[Saved data entries]
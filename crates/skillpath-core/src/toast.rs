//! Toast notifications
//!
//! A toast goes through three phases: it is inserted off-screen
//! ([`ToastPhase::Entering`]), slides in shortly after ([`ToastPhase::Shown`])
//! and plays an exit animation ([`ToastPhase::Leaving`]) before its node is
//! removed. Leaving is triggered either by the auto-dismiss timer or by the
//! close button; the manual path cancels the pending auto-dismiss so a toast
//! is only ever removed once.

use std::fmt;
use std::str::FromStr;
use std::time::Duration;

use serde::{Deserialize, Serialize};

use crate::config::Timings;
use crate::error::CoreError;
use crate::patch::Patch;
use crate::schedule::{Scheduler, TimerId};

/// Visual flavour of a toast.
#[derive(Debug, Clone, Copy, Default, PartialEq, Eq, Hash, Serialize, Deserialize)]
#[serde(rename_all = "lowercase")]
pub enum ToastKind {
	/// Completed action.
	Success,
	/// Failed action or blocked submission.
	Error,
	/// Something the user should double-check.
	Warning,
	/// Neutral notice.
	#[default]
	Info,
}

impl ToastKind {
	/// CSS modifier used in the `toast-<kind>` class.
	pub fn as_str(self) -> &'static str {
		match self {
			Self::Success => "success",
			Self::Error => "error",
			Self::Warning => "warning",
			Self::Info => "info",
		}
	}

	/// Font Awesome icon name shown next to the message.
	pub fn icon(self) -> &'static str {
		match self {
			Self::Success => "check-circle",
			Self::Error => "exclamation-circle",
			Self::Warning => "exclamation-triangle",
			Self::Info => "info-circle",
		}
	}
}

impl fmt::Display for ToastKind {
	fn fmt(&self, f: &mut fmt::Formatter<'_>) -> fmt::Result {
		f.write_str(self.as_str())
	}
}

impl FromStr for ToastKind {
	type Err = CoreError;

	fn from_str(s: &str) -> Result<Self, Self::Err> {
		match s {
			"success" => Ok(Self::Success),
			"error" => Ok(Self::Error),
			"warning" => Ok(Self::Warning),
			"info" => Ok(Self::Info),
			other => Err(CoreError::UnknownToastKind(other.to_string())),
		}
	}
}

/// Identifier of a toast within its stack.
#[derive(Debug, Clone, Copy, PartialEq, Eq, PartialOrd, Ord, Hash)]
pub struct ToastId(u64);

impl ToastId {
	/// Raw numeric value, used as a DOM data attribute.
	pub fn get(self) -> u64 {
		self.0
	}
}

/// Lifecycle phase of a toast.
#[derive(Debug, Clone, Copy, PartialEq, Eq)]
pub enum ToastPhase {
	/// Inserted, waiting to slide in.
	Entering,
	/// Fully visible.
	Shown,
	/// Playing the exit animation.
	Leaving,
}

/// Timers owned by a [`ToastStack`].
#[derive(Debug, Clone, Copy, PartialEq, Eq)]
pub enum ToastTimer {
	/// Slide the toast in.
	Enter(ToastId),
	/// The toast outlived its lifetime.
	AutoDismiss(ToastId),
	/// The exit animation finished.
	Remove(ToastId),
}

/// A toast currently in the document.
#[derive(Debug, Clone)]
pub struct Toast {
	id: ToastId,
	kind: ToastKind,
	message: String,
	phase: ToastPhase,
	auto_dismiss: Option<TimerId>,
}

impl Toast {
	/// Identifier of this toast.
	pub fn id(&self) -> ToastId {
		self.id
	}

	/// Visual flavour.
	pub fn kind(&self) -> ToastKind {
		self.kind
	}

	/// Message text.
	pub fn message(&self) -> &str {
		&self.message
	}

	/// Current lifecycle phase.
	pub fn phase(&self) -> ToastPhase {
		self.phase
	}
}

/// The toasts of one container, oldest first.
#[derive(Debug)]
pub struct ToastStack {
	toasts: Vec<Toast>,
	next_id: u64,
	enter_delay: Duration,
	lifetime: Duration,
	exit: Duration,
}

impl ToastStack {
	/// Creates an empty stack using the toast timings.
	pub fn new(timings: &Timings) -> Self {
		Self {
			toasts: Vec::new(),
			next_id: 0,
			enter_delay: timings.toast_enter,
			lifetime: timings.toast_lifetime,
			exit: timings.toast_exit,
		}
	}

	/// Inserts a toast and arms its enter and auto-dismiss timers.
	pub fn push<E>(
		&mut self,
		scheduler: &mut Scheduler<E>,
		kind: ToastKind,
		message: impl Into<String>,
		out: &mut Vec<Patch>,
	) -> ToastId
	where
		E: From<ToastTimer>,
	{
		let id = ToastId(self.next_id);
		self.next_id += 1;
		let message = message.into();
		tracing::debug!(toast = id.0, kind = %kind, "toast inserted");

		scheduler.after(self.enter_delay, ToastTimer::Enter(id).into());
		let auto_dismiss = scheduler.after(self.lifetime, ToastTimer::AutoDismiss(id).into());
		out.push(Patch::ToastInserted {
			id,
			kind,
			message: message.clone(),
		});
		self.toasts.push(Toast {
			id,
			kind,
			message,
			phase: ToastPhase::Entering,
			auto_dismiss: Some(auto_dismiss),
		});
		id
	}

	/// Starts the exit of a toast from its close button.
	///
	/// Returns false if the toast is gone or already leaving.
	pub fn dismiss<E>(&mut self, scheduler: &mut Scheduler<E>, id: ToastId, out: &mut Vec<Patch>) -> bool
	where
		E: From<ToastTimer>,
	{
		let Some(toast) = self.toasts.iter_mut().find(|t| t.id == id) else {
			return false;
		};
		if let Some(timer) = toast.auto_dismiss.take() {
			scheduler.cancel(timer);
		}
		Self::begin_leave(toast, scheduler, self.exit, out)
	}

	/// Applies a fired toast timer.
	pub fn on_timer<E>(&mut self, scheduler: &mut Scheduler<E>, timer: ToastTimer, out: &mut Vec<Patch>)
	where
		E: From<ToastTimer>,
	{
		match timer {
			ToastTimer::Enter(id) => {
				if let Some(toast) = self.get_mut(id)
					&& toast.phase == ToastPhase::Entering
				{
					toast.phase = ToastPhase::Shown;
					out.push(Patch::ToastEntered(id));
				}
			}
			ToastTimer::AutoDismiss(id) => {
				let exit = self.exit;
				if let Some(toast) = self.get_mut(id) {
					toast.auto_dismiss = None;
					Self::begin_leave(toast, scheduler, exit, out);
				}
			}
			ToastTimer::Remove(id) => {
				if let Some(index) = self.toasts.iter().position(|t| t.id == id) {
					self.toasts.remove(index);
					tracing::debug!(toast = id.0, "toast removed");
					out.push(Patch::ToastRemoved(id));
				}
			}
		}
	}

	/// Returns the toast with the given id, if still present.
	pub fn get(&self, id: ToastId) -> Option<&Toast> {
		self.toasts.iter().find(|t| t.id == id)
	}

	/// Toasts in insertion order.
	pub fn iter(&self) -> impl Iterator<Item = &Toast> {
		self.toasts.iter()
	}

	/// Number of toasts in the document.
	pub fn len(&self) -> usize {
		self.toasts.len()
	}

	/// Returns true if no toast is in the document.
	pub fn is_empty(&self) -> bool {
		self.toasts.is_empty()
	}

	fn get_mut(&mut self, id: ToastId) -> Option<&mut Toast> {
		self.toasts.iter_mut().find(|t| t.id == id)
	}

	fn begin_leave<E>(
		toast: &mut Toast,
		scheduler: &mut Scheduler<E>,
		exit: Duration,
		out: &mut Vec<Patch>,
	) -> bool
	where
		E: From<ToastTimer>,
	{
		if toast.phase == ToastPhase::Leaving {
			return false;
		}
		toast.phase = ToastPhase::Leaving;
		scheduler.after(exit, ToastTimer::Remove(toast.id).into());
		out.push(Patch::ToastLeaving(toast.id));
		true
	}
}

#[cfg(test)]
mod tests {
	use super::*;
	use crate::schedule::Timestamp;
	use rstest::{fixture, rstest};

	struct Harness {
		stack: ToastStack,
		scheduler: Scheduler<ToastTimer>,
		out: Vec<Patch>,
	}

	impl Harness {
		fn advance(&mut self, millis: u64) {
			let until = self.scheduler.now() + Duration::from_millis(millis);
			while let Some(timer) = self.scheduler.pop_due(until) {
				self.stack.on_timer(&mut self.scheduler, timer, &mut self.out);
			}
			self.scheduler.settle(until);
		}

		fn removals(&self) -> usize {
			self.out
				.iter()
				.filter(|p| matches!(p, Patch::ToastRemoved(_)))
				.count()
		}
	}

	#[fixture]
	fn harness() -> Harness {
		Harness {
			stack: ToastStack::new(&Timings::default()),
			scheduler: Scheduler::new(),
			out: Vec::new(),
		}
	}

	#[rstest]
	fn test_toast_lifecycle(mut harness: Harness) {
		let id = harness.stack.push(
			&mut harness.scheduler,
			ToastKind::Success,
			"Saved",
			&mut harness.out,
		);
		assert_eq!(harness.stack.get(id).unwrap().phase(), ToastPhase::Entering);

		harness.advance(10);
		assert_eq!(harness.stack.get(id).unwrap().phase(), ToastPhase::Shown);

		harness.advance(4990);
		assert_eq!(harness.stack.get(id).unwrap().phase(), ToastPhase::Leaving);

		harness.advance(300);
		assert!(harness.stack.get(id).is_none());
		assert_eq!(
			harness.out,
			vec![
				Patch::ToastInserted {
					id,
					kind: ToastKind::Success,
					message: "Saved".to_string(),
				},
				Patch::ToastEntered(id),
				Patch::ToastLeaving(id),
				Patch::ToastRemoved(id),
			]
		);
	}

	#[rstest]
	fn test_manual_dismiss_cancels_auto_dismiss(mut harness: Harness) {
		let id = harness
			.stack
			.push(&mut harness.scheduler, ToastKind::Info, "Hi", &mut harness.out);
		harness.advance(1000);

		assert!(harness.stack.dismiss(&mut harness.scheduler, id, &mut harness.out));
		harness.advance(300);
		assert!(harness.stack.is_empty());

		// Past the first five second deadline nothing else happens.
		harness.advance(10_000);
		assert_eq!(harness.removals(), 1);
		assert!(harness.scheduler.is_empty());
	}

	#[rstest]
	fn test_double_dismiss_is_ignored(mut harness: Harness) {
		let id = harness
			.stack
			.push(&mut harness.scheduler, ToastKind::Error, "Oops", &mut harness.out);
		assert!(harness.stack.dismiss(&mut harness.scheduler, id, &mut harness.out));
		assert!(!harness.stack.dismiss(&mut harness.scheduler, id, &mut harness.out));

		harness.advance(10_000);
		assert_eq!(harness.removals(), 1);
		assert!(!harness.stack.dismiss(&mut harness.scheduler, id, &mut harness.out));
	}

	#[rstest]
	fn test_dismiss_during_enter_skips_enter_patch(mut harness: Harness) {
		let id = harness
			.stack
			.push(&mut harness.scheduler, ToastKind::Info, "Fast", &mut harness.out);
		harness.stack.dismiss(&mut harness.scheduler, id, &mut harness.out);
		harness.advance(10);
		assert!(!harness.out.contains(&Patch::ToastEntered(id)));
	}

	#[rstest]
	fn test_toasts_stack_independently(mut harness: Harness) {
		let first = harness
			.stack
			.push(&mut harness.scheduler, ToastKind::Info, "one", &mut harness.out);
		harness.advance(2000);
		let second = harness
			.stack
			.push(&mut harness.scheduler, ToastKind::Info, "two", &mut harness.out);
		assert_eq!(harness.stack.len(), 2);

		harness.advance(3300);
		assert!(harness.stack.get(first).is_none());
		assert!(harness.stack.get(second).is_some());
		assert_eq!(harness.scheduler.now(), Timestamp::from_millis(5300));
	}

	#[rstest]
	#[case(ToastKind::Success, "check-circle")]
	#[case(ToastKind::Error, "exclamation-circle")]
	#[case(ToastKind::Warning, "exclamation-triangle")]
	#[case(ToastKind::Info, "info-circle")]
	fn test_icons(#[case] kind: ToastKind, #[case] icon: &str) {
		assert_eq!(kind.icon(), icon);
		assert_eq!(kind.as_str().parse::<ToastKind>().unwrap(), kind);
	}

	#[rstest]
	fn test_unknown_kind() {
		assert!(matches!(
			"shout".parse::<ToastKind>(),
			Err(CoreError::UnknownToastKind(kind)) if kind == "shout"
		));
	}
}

Activity
Determine how many lines in the preceding records include the word "Option". The answer is that number alone.

Solution to the problem
3